In the ‘nip-and-tuck’ department many Norf’k words actually make very economical use of phrases; knowing their origin helps us to understand what we are saying and the kinds of contexts in which these words might best be used.

bembeya/bambeya/b’meya – means in case or in consequence, it comes from English dialectal ‘bi me bi’ or ‘by and by’ ‘Dunt yu gu udeya miekbig bembeya yu behngdaun iin em mad’ (Don’t go over there and show-off in case you fall down in the mud)

dubaagen – in Norf’k this word means ‘to pretend’; it comes from ‘do a bargain’ and relates particularly to the pretence of bargaining ‘Kam wi gu udeya dubaagen es aklan d’ wan groe daa big malan’ (Come on let’s go over there and pretend it was us who grew that big melon).

mekies/miekhies – this word comes from English ‘make haste’; ‘Wi baeta mekies for dem shop shet’ (We had better make haste or hurry up before the shops shut).

labii (leave it be) – Labi said es. (Leave it where it is); stabi (stop and leave it be) ‘Stabi ai jes ran iin deya f’ mains rienkot’ (Wait and I’ll just run in there for my raincoat); stabet (stop it and leave it) ‘Oe yoryle tuu stabet’ (Oh you two, stop it)

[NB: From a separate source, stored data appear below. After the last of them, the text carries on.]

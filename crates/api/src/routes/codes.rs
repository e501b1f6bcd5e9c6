//! Standalone code rendering.

use std::sync::Arc;

use artifact_store::ArtifactStore;
use axum::Json;
use axum::extract::State;
use axum::extract::rejection::JsonRejection;
use order_store::OrderStore;
use serde::{Deserialize, Serialize};
use ticketing::CodeGenerator;

use super::AppState;
use crate::error::ApiError;

#[derive(Deserialize)]
pub struct CodeRequest {
    #[serde(default)]
    pub text: String,
}

#[derive(Serialize)]
pub struct CodeResponse {
    /// `data:image/png;base64,...`
    pub code: String,
}

/// POST /codes: render arbitrary text as a QR code data URL.
///
/// Nothing is stored.
#[tracing::instrument(skip_all)]
pub async fn generate<O, A>(
    State(state): State<Arc<AppState<O, A>>>,
    body: Result<Json<CodeRequest>, JsonRejection>,
) -> Result<Json<CodeResponse>, ApiError>
where
    O: OrderStore + 'static,
    A: ArtifactStore + 'static,
{
    let Json(request) = body?;
    if request.text.trim().is_empty() {
        return Err(ApiError::BadRequest("text is required".to_string()));
    }

    let code = state.generator.generate_data_url(&request.text)?;
    Ok(Json(CodeResponse { code }))
}
//! Ticketing error types.

use artifact_store::ArtifactStoreError;
use common::OrderNumber;
use order_store::OrderStoreError;
use thiserror::Error;

/// Rejected purchase input or malformed ticket payload.
#[derive(Debug, Clone, PartialEq, Eq, Error)]
pub enum ValidationError {
    /// A required field is missing or blank.
    #[error("{field} is required")]
    Missing { field: &'static str },

    /// A text field contains control characters.
    #[error("{field} must not contain control characters")]
    ControlCharacters { field: &'static str },

    /// A text field is longer than allowed.
    #[error("{field} must be at most {max} characters")]
    TooLong { field: &'static str, max: usize },

    /// The unit price is not a positive amount.
    #[error("unit_price must be a positive amount")]
    InvalidPrice,

    /// The quantity is below 1 or out of range.
    #[error("quantity must be at least 1")]
    InvalidQuantity,

    /// A scanned payload does not follow the ticket layout.
    #[error("malformed ticket payload: {0}")]
    MalformedPayload(String),
}

/// Failure to render a ticket code.
#[derive(Debug, Clone, PartialEq, Eq, Error)]
pub enum CodeGenError {
    #[error("payload cannot be encoded: {0}")]
    Encoding(String),
}

/// Errors surfaced by the purchase and admin services.
#[derive(Debug, Error)]
pub enum TicketingError {
    /// Bad or missing input. Nothing was written.
    #[error("Validation error: {0}")]
    Validation(#[from] ValidationError),

    /// The artifact or record medium cannot be reached or written.
    #[error("Storage unavailable: {0}")]
    StorageUnavailable(String),

    /// Another purchase took this order number.
    #[error("Duplicate order number: {0}")]
    DuplicateOrder(OrderNumber),

    /// The code generator rejected the payload.
    #[error("Encoding error: {0}")]
    Encoding(String),

    /// The supplied admin secret is wrong or admin access is disabled.
    #[error("Unauthorized")]
    Unauthorized,

    /// No purchase exists with this order number.
    #[error("Order not found: {0}")]
    NotFound(OrderNumber),

    /// A scanned ticket disagrees with the stored purchase.
    #[error("Ticket does not match order {0}")]
    TicketMismatch(OrderNumber),

    /// A purchase failed after rollback. Wraps the original cause.
    #[error("Purchase failed: {0}")]
    PurchaseFailed(#[source] Box<TicketingError>),
}

impl TicketingError {
    /// Stable name of the error kind, used in API error payloads.
    pub fn kind(&self) -> &'static str {
        match self {
            TicketingError::Validation(_) => "ValidationError",
            TicketingError::StorageUnavailable(_) => "StorageUnavailable",
            TicketingError::DuplicateOrder(_) => "DuplicateOrder",
            TicketingError::Encoding(_) => "EncodingError",
            TicketingError::Unauthorized => "Unauthorized",
            TicketingError::NotFound(_) => "NotFound",
            TicketingError::TicketMismatch(_) => "TicketMismatch",
            TicketingError::PurchaseFailed(_) => "PurchaseFailed",
        }
    }

    /// Returns the innermost cause, looking through `PurchaseFailed`.
    pub fn root_cause(&self) -> &TicketingError {
        match self {
            TicketingError::PurchaseFailed(cause) => cause.root_cause(),
            other => other,
        }
    }

    pub(crate) fn purchase_failed(cause: TicketingError) -> Self {
        TicketingError::PurchaseFailed(Box::new(cause))
    }
}

impl From<OrderStoreError> for TicketingError {
    fn from(err: OrderStoreError) -> Self {
        match err {
            OrderStoreError::DuplicateOrder(n) => TicketingError::DuplicateOrder(n),
            other => TicketingError::StorageUnavailable(other.to_string()),
        }
    }
}

impl From<ArtifactStoreError> for TicketingError {
    fn from(err: ArtifactStoreError) -> Self {
        TicketingError::StorageUnavailable(err.to_string())
    }
}

impl From<CodeGenError> for TicketingError {
    fn from(err: CodeGenError) -> Self {
        match err {
            CodeGenError::Encoding(msg) => TicketingError::Encoding(msg),
        }
    }
}

/// Convenience type alias for ticketing results.
pub type Result<T> = std::result::Result<T, TicketingError>;
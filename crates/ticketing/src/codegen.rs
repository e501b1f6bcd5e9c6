//! Ticket code rendering.

use std::io::Cursor;

use base64::Engine;
use base64::engine::general_purpose::STANDARD;
use image::{GrayImage, ImageFormat, Luma};
use qrcode::{Color, QrCode};

use crate::error::CodeGenError;

/// Renders a text payload into an image artifact.
///
/// Implementations are pure: no storage access, and the same payload always
/// yields the same bytes.
pub trait CodeGenerator: Send + Sync {
    /// Renders `payload` and returns the encoded image bytes.
    fn generate(&self, payload: &str) -> Result<Vec<u8>, CodeGenError>;

    /// Renders `payload` as a `data:` URL suitable for an `<img>` tag.
    fn generate_data_url(&self, payload: &str) -> Result<String, CodeGenError> {
        let bytes = self.generate(payload)?;
        Ok(format!("data:image/png;base64,{}", STANDARD.encode(bytes)))
    }
}

/// QR code generator producing greyscale PNGs.
#[derive(Debug, Clone, Copy, PartialEq, Eq)]
pub struct QrCodeGenerator {
    module_scale: u32,
    quiet_zone: u32,
}

impl QrCodeGenerator {
    pub const DEFAULT_MODULE_SCALE: u32 = 8;
    pub const MAX_MODULE_SCALE: u32 = 32;
    pub const QUIET_ZONE_MODULES: u32 = 4;

    pub fn new() -> Self {
        Self::with_module_scale(Self::DEFAULT_MODULE_SCALE)
    }

    /// Creates a generator drawing each module as a `scale`×`scale` square.
    /// The scale is clamped to `1..=MAX_MODULE_SCALE`.
    pub fn with_module_scale(scale: u32) -> Self {
        Self {
            module_scale: scale.clamp(1, Self::MAX_MODULE_SCALE),
            quiet_zone: Self::QUIET_ZONE_MODULES,
        }
    }

    pub fn module_scale(&self) -> u32 {
        self.module_scale
    }

    /// Pixel side of the rendered image for a code `modules` wide.
    fn side_length(&self, modules: u32) -> Result<u32, CodeGenError> {
        self.quiet_zone
            .checked_mul(2)
            .and_then(|margin| margin.checked_add(modules))
            .and_then(|width| width.checked_mul(self.module_scale))
            .ok_or_else(|| {
                CodeGenError::Encoding(format!(
                    "{modules} modules at scale {} exceed the image size limit",
                    self.module_scale
                ))
            })
    }
}

impl Default for QrCodeGenerator {
    fn default() -> Self {
        Self::new()
    }
}

impl CodeGenerator for QrCodeGenerator {
    fn generate(&self, payload: &str) -> Result<Vec<u8>, CodeGenError> {
        let code = QrCode::new(payload.as_bytes())
            .map_err(|e| CodeGenError::Encoding(e.to_string()))?;

        let modules = code.width() as u32;
        let scale = self.module_scale;
        let side = self.side_length(modules)?;
        let mut image = GrayImage::from_pixel(side, side, Luma([255]));

        for (index, color) in code.to_colors().into_iter().enumerate() {
            if color != Color::Dark {
                continue;
            }
            let index = index as u32;
            let left = (index % modules + self.quiet_zone) * scale;
            let top = (index / modules + self.quiet_zone) * scale;
            for y in top..top + scale {
                for x in left..left + scale {
                    image.put_pixel(x, y, Luma([0]));
                }
            }
        }

        let mut bytes = Vec::new();
        image
            .write_to(&mut Cursor::new(&mut bytes), ImageFormat::Png)
            .map_err(|e| CodeGenError::Encoding(e.to_string()))?;
        Ok(bytes)
    }
}

#[cfg(test)]
mod tests {
    use super::*;

    const PNG_SIGNATURE: &[u8] = &[0x89, b'P', b'N', b'G', 0x0D, 0x0A, 0x1A, 0x0A];

    fn decode(bytes: &[u8]) -> String {
        let image = image::load_from_memory(bytes).unwrap().to_luma8();
        let mut prepared = rqrr::PreparedImage::prepare_from_greyscale(
            image.width() as usize,
            image.height() as usize,
            |x, y| image.get_pixel(x as u32, y as u32).0[0],
        );
        let grids = prepared.detect_grids();
        assert_eq!(grids.len(), 1);
        let (_, content) = grids[0].decode().unwrap();
        content
    }

    #[test]
    fn generates_png() {
        let bytes = QrCodeGenerator::new().generate("hello").unwrap();
        assert!(bytes.starts_with(PNG_SIGNATURE));
    }

    #[test]
    fn output_is_deterministic() {
        let generator = QrCodeGenerator::new();
        let payload = "ORDER:1\nBUYER:Ana\nEVENT:Concierto\nPRICE:50.00\nQTY:2";
        assert_eq!(
            generator.generate(payload).unwrap(),
            generator.generate(payload).unwrap()
        );
    }

    #[test]
    fn decoded_code_reproduces_payload() {
        let payload = "ORDER:12\nBUYER:Jose Perez\nEVENT:Teatro\nPRICE:19.99\nQTY:3";
        let bytes = QrCodeGenerator::new().generate(payload).unwrap();
        assert_eq!(decode(&bytes), payload);
    }

    #[test]
    fn empty_payload_still_renders() {
        let bytes = QrCodeGenerator::new().generate("").unwrap();
        assert!(bytes.starts_with(PNG_SIGNATURE));
    }

    #[test]
    fn oversized_payload_is_an_encoding_error() {
        let payload = "x".repeat(8000);
        let result = QrCodeGenerator::new().generate(&payload);
        assert!(matches!(result, Err(CodeGenError::Encoding(_))));
    }

    #[test]
    fn image_size_follows_module_scale() {
        let bytes = QrCodeGenerator::with_module_scale(2)
            .generate("hi")
            .unwrap();
        let image = image::load_from_memory(&bytes).unwrap().to_luma8();
        // Version 1 code: 21 modules plus a 4-module quiet zone on each side
        assert_eq!(image.width(), (21 + 8) * 2);
    }

    #[test]
    fn module_scale_is_clamped() {
        assert_eq!(QrCodeGenerator::with_module_scale(0).module_scale(), 1);
        assert_eq!(
            QrCodeGenerator::with_module_scale(u32::MAX / 8).module_scale(),
            QrCodeGenerator::MAX_MODULE_SCALE
        );
    }

    #[test]
    fn largest_scale_still_renders() {
        let generator = QrCodeGenerator::with_module_scale(u32::MAX);
        let bytes = generator.generate("x").unwrap();
        let image = image::load_from_memory(&bytes).unwrap().to_luma8();
        assert_eq!(image.width(), (21 + 8) * QrCodeGenerator::MAX_MODULE_SCALE);
    }

    #[test]
    fn oversized_dimensions_are_an_encoding_error() {
        let generator = QrCodeGenerator::new();
        assert_eq!(generator.side_length(21).unwrap(), (21 + 8) * 8);
        assert!(matches!(
            generator.side_length(u32::MAX),
            Err(CodeGenError::Encoding(_))
        ));
    }

    #[test]
    fn data_url_wraps_png_base64() {
        let url = QrCodeGenerator::new().generate_data_url("hola").unwrap();
        assert!(url.starts_with("data:image/png;base64,iVBORw0KGgo"));
    }
}
use serde::{Deserialize, Serialize};

use crate::{ArtifactStoreError, DayBucket, Result};

/// Proof that a day directory exists in a store.
///
/// Returned by [`crate::ArtifactStore::ensure_bucket`] and required by
/// `write`, so an artifact is never written into a bucket nobody created.
#[derive(Debug, Clone, Copy, PartialEq, Eq, Hash)]
pub struct BucketHandle {
    day: DayBucket,
}

impl BucketHandle {
    /// Wraps a day. Store implementations call this once the bucket exists.
    pub fn new(day: DayBucket) -> Self {
        Self { day }
    }

    pub fn day(&self) -> DayBucket {
        self.day
    }
}

/// Checks that a filename is a single, visible path component.
///
/// Rejects empty names, separators, `..`, leading dots (reserved for
/// in-flight temporary files) and control characters.
pub fn validate_filename(filename: &str) -> Result<()> {
    let invalid = filename.is_empty()
        || filename.starts_with('.')
        || filename.contains("..")
        || filename
            .chars()
            .any(|c| c == '/' || c == '\\' || c == ':' || c.is_control());

    if invalid {
        return Err(ArtifactStoreError::InvalidPath(filename.to_string()));
    }
    Ok(())
}

/// Relative location of an artifact: `<YYYY-MM-DD>/<filename>`.
#[derive(Debug, Clone, PartialEq, Eq, Hash, Serialize, Deserialize)]
#[serde(try_from = "String", into = "String")]
pub struct ArtifactPath {
    bucket: DayBucket,
    filename: String,
}

impl ArtifactPath {
    /// Builds a path, validating the filename.
    pub fn new(bucket: DayBucket, filename: impl Into<String>) -> Result<Self> {
        let filename = filename.into();
        validate_filename(&filename)?;
        Ok(Self { bucket, filename })
    }

    pub fn bucket(&self) -> DayBucket {
        self.bucket
    }

    pub fn filename(&self) -> &str {
        &self.filename
    }
}

impl std::fmt::Display for ArtifactPath {
    fn fmt(&self, f: &mut std::fmt::Formatter<'_>) -> std::fmt::Result {
        write!(f, "{}/{}", self.bucket, self.filename)
    }
}

impl std::str::FromStr for ArtifactPath {
    type Err = ArtifactStoreError;

    fn from_str(s: &str) -> Result<Self> {
        let (bucket, filename) = s
            .split_once('/')
            .ok_or_else(|| ArtifactStoreError::InvalidPath(s.to_string()))?;
        let bucket: DayBucket = bucket
            .parse()
            .map_err(|_| ArtifactStoreError::InvalidPath(s.to_string()))?;
        Self::new(bucket, filename)
    }
}

impl TryFrom<String> for ArtifactPath {
    type Error = ArtifactStoreError;

    fn try_from(value: String) -> Result<Self> {
        value.parse()
    }
}

impl From<ArtifactPath> for String {
    fn from(path: ArtifactPath) -> Self {
        path.to_string()
    }
}
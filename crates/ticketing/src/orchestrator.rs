//! Purchase orchestration: order number, ticket code, artifact, record.

use std::time::Instant;

use artifact_store::{ArtifactPath, ArtifactStore, ArtifactStoreError, DayBucket};
use chrono::Utc;
use common::OrderNumber;
use order_store::{OrderStore, OrderStoreError, OrderStoreExt, PurchaseRecord};
use serde::Serialize;

use crate::codegen::CodeGenerator;
use crate::error::{CodeGenError, Result, TicketingError};
use crate::filename::artifact_filename;
use crate::payload::TicketPayload;
use crate::request::{PurchaseRequest, ValidPurchase};

/// Tuning for the purchase flow.
#[derive(Debug, Clone, Copy, PartialEq, Eq)]
pub struct OrchestratorConfig {
    /// Total attempts per purchase when the order number is taken by a
    /// concurrent purchase. 2 means one retry with a fresh number.
    pub max_attempts: u32,
}

impl Default for OrchestratorConfig {
    fn default() -> Self {
        Self { max_attempts: 2 }
    }
}

/// Returned to the buyer after a successful purchase.
#[derive(Debug, Clone, PartialEq, Eq, Serialize)]
pub struct PurchaseConfirmation {
    pub order_number: OrderNumber,
    pub artifact_path: ArtifactPath,
    pub message: String,
}

/// Outcome of a single attempt, before retry policy is applied.
enum AttemptError {
    /// The order number was taken by someone else. Nothing of ours remains.
    Contended(OrderNumber),
    /// The artifact name is taken but no record holds the order number.
    /// Either a concurrent purchase has not stored its record yet, or the
    /// file was left behind by a failed rollback.
    Occupied(OrderNumber, ArtifactPath),
    /// Any other failure. Nothing of ours remains unless rollback failed,
    /// which has already been logged.
    Failed(TicketingError),
}

impl From<OrderStoreError> for AttemptError {
    fn from(err: OrderStoreError) -> Self {
        AttemptError::Failed(err.into())
    }
}

impl From<ArtifactStoreError> for AttemptError {
    fn from(err: ArtifactStoreError) -> Self {
        AttemptError::Failed(err.into())
    }
}

impl From<CodeGenError> for AttemptError {
    fn from(err: CodeGenError) -> Self {
        AttemptError::Failed(err.into())
    }
}

/// Drives a purchase from validated input to a stored record with its
/// ticket code.
///
/// The record and its artifact are created together or not at all: when
/// the record cannot be stored, the artifact written for it is removed
/// before the error is returned.
pub struct PurchaseOrchestrator<O, A, G>
where
    O: OrderStore,
    A: ArtifactStore,
    G: CodeGenerator,
{
    orders: O,
    artifacts: A,
    generator: G,
    config: OrchestratorConfig,
}

impl<O, A, G> PurchaseOrchestrator<O, A, G>
where
    O: OrderStore,
    A: ArtifactStore,
    G: CodeGenerator,
{
    /// Creates a new orchestrator with the default configuration.
    pub fn new(orders: O, artifacts: A, generator: G) -> Self {
        Self {
            orders,
            artifacts,
            generator,
            config: OrchestratorConfig::default(),
        }
    }

    /// Replaces the configuration.
    pub fn with_config(mut self, config: OrchestratorConfig) -> Self {
        self.config = config;
        self
    }

    pub fn config(&self) -> OrchestratorConfig {
        self.config
    }

    /// Validates the request and performs the purchase.
    ///
    /// Returns `Validation` without side effects for bad input. Every other
    /// failure is reported as `PurchaseFailed` wrapping the cause, after any
    /// artifact already written has been rolled back.
    #[tracing::instrument(skip(self, request))]
    pub async fn purchase(&self, request: &PurchaseRequest) -> Result<PurchaseConfirmation> {
        let purchase = request.validate()?;

        metrics::counter!("purchases_started_total").increment(1);
        let started = Instant::now();
        let max_attempts = self.config.max_attempts.max(1);

        let mut attempt = 1;
        let mut occupied: Option<ArtifactPath> = None;
        let outcome = loop {
            let order_number = match self.attempt_purchase(&purchase).await {
                Ok(confirmation) => break Ok(confirmation),
                Err(AttemptError::Failed(cause)) => break Err(cause),
                Err(AttemptError::Contended(order_number)) => order_number,
                Err(AttemptError::Occupied(order_number, path)) => {
                    // Still recordless after a full attempt: nobody is
                    // about to claim it.
                    if occupied.as_ref() == Some(&path) {
                        metrics::counter!("orphaned_artifacts_total").increment(1);
                        tracing::error!(
                            %path,
                            %order_number,
                            "artifact exists without a purchase record"
                        );
                        break Err(TicketingError::StorageUnavailable(format!(
                            "artifact {path} exists without a purchase record"
                        )));
                    }
                    occupied = Some(path);
                    order_number
                }
            };

            if attempt >= max_attempts {
                break Err(TicketingError::DuplicateOrder(order_number));
            }
            tracing::warn!(%order_number, attempt, "order number taken, retrying");
            metrics::counter!("purchase_retries_total").increment(1);
            attempt += 1;
        };

        metrics::histogram!("purchase_duration_seconds").record(started.elapsed().as_secs_f64());

        match outcome {
            Ok(confirmation) => {
                metrics::counter!("purchases_total").increment(1);
                tracing::info!(
                    order_number = %confirmation.order_number,
                    artifact_path = %confirmation.artifact_path,
                    "purchase completed"
                );
                Ok(confirmation)
            }
            Err(cause) => {
                metrics::counter!("purchases_failed_total", "kind" => cause.kind()).increment(1);
                tracing::warn!(error = %cause, attempts = attempt, "purchase failed");
                Err(TicketingError::purchase_failed(cause))
            }
        }
    }

    async fn attempt_purchase(
        &self,
        purchase: &ValidPurchase,
    ) -> std::result::Result<PurchaseConfirmation, AttemptError> {
        // 1. Order number
        let order_number = self.orders.next_order_number().await?;

        // 2. Day bucket, from the same instant stored on the record
        let purchased_at = Utc::now();
        let bucket = self
            .artifacts
            .ensure_bucket(DayBucket::from(purchased_at))
            .await?;

        // 3-4. Payload and code
        let payload = TicketPayload::for_purchase(order_number, purchase).encode();
        let bytes = self.generator.generate(&payload)?;

        // 5-6. Artifact
        let filename = artifact_filename(order_number, &purchase.buyer_name);
        let artifact_path = match self.artifacts.write(&bucket, &filename, &bytes).await {
            Ok(path) => path,
            Err(ArtifactStoreError::AlreadyExists(path)) => {
                tracing::debug!(%path, "artifact already published for this order number");
                return Err(if self.orders.exists(order_number).await? {
                    AttemptError::Contended(order_number)
                } else {
                    AttemptError::Occupied(order_number, path)
                });
            }
            Err(e) => return Err(e.into()),
        };

        // 7. Record
        let record = PurchaseRecord {
            order_number,
            buyer_name: purchase.buyer_name.clone(),
            event_name: purchase.event_name.clone(),
            unit_price: purchase.unit_price,
            quantity: purchase.quantity,
            purchased_at,
            artifact_path: artifact_path.to_string(),
        };

        if let Err(e) = self.orders.create(record).await {
            self.roll_back_artifact(&artifact_path).await;
            return Err(match e {
                OrderStoreError::DuplicateOrder(n) => AttemptError::Contended(n),
                other => other.into(),
            });
        }

        Ok(PurchaseConfirmation {
            order_number,
            message: format!(
                "Purchase completed: order #{order_number} for {}",
                purchase.event_name
            ),
            artifact_path,
        })
    }

    async fn roll_back_artifact(&self, path: &ArtifactPath) {
        metrics::counter!("artifact_rollbacks_total").increment(1);
        match self.artifacts.delete(path).await {
            Ok(()) => tracing::debug!(%path, "artifact rolled back"),
            Err(e) => {
                metrics::counter!("artifact_rollback_failures_total").increment(1);
                tracing::error!(%path, error = %e, "artifact rollback failed, artifact is orphaned");
            }
        }
    }
}
//! Ticket purchasing for events.
//!
//! This crate provides:
//! - Purchase validation and the fixed ticket payload layout
//! - QR code rendering behind the `CodeGenerator` trait
//! - The purchase orchestrator, which keeps records and ticket artifacts
//!   consistent and handles order number contention
//! - Admin operations (history, cancellation, ticket verification)
//!
//! A purchase runs these steps:
//! 1. Pick the next order number
//! 2. Ensure the day bucket
//! 3. Encode the payload and render the code
//! 4. Write the artifact
//! 5. Store the record, rolling back the artifact if that fails

pub mod admin;
pub mod codegen;
pub mod error;
pub mod filename;
pub mod lookup;
pub mod orchestrator;
pub mod payload;
pub mod request;

pub use admin::{AdminSecret, AdminService, CancellationConfirmation};
pub use codegen::{CodeGenerator, QrCodeGenerator};
pub use error::{CodeGenError, Result, TicketingError, ValidationError};
pub use filename::{artifact_filename, sanitize_buyer_name};
pub use lookup::TicketLookup;
pub use orchestrator::{OrchestratorConfig, PurchaseConfirmation, PurchaseOrchestrator};
pub use payload::TicketPayload;
pub use request::{PurchaseRequest, ValidPurchase};
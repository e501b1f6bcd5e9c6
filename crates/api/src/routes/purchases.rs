//! Ticket purchase endpoints.

use std::sync::Arc;

use artifact_store::ArtifactStore;
use axum::Json;
use axum::extract::rejection::JsonRejection;
use axum::extract::{Path, State};
use axum::http::{StatusCode, header};
use axum::response::IntoResponse;
use order_store::OrderStore;
use serde::Serialize;
use ticketing::PurchaseRequest;

use super::{AppState, parse_order_number};
use crate::error::ApiError;

#[derive(Serialize)]
pub struct PurchaseResponse {
    pub order_number: u64,
    pub artifact_path: String,
    pub message: String,
}

/// POST /purchases: buy tickets and generate the ticket code.
#[tracing::instrument(skip_all)]
pub async fn create<O, A>(
    State(state): State<Arc<AppState<O, A>>>,
    body: Result<Json<PurchaseRequest>, JsonRejection>,
) -> Result<(StatusCode, Json<PurchaseResponse>), ApiError>
where
    O: OrderStore + 'static,
    A: ArtifactStore + 'static,
{
    let Json(request) = body?;
    let confirmation = state.orchestrator.purchase(&request).await?;

    Ok((
        StatusCode::CREATED,
        Json(PurchaseResponse {
            order_number: confirmation.order_number.get(),
            artifact_path: confirmation.artifact_path.to_string(),
            message: confirmation.message,
        }),
    ))
}

/// GET /purchases/:order_number/ticket: the ticket code as PNG.
#[tracing::instrument(skip(state))]
pub async fn ticket<O, A>(
    State(state): State<Arc<AppState<O, A>>>,
    Path(order_number): Path<String>,
) -> Result<impl IntoResponse, ApiError>
where
    O: OrderStore + 'static,
    A: ArtifactStore + 'static,
{
    let order_number = parse_order_number(&order_number)?;
    let bytes = state.lookup.ticket_image(order_number).await?;
    Ok(([(header::CONTENT_TYPE, "image/png")], bytes))
}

inkabas (I think not, indeed not) – ‘Yu gwen t’ daa kohnsat?’ – ‘Inkabas, es ai tuu nor want’ lisen gen orl dem kechen’kord, ai gwen miekaut ai gat tuu mach f’ duu’.  (Are you going to the concert? – I think not, I really don’t want to listen to all them hitting the wrong notes, I am going to pretend I have too much to do)

hepi (Heaven help me) – ‘Hepi wats aa thing shi gat orn?’ (Heaven Help me, what is that thing she’s wearing)

Norf’k very often also adds ‘an’ (one) on the end of words and this handy little joiner is used quite often:   ‘blaekan’ (black one), dohtian (dirty one), and friedian(frightening one) are a few examples of this.   Although this class of  words derives from two words it is very difficult to say them as two words without faltering; if we nip off the sound of ‘w’ and tuck the two together we easily overcome this word-flow problem.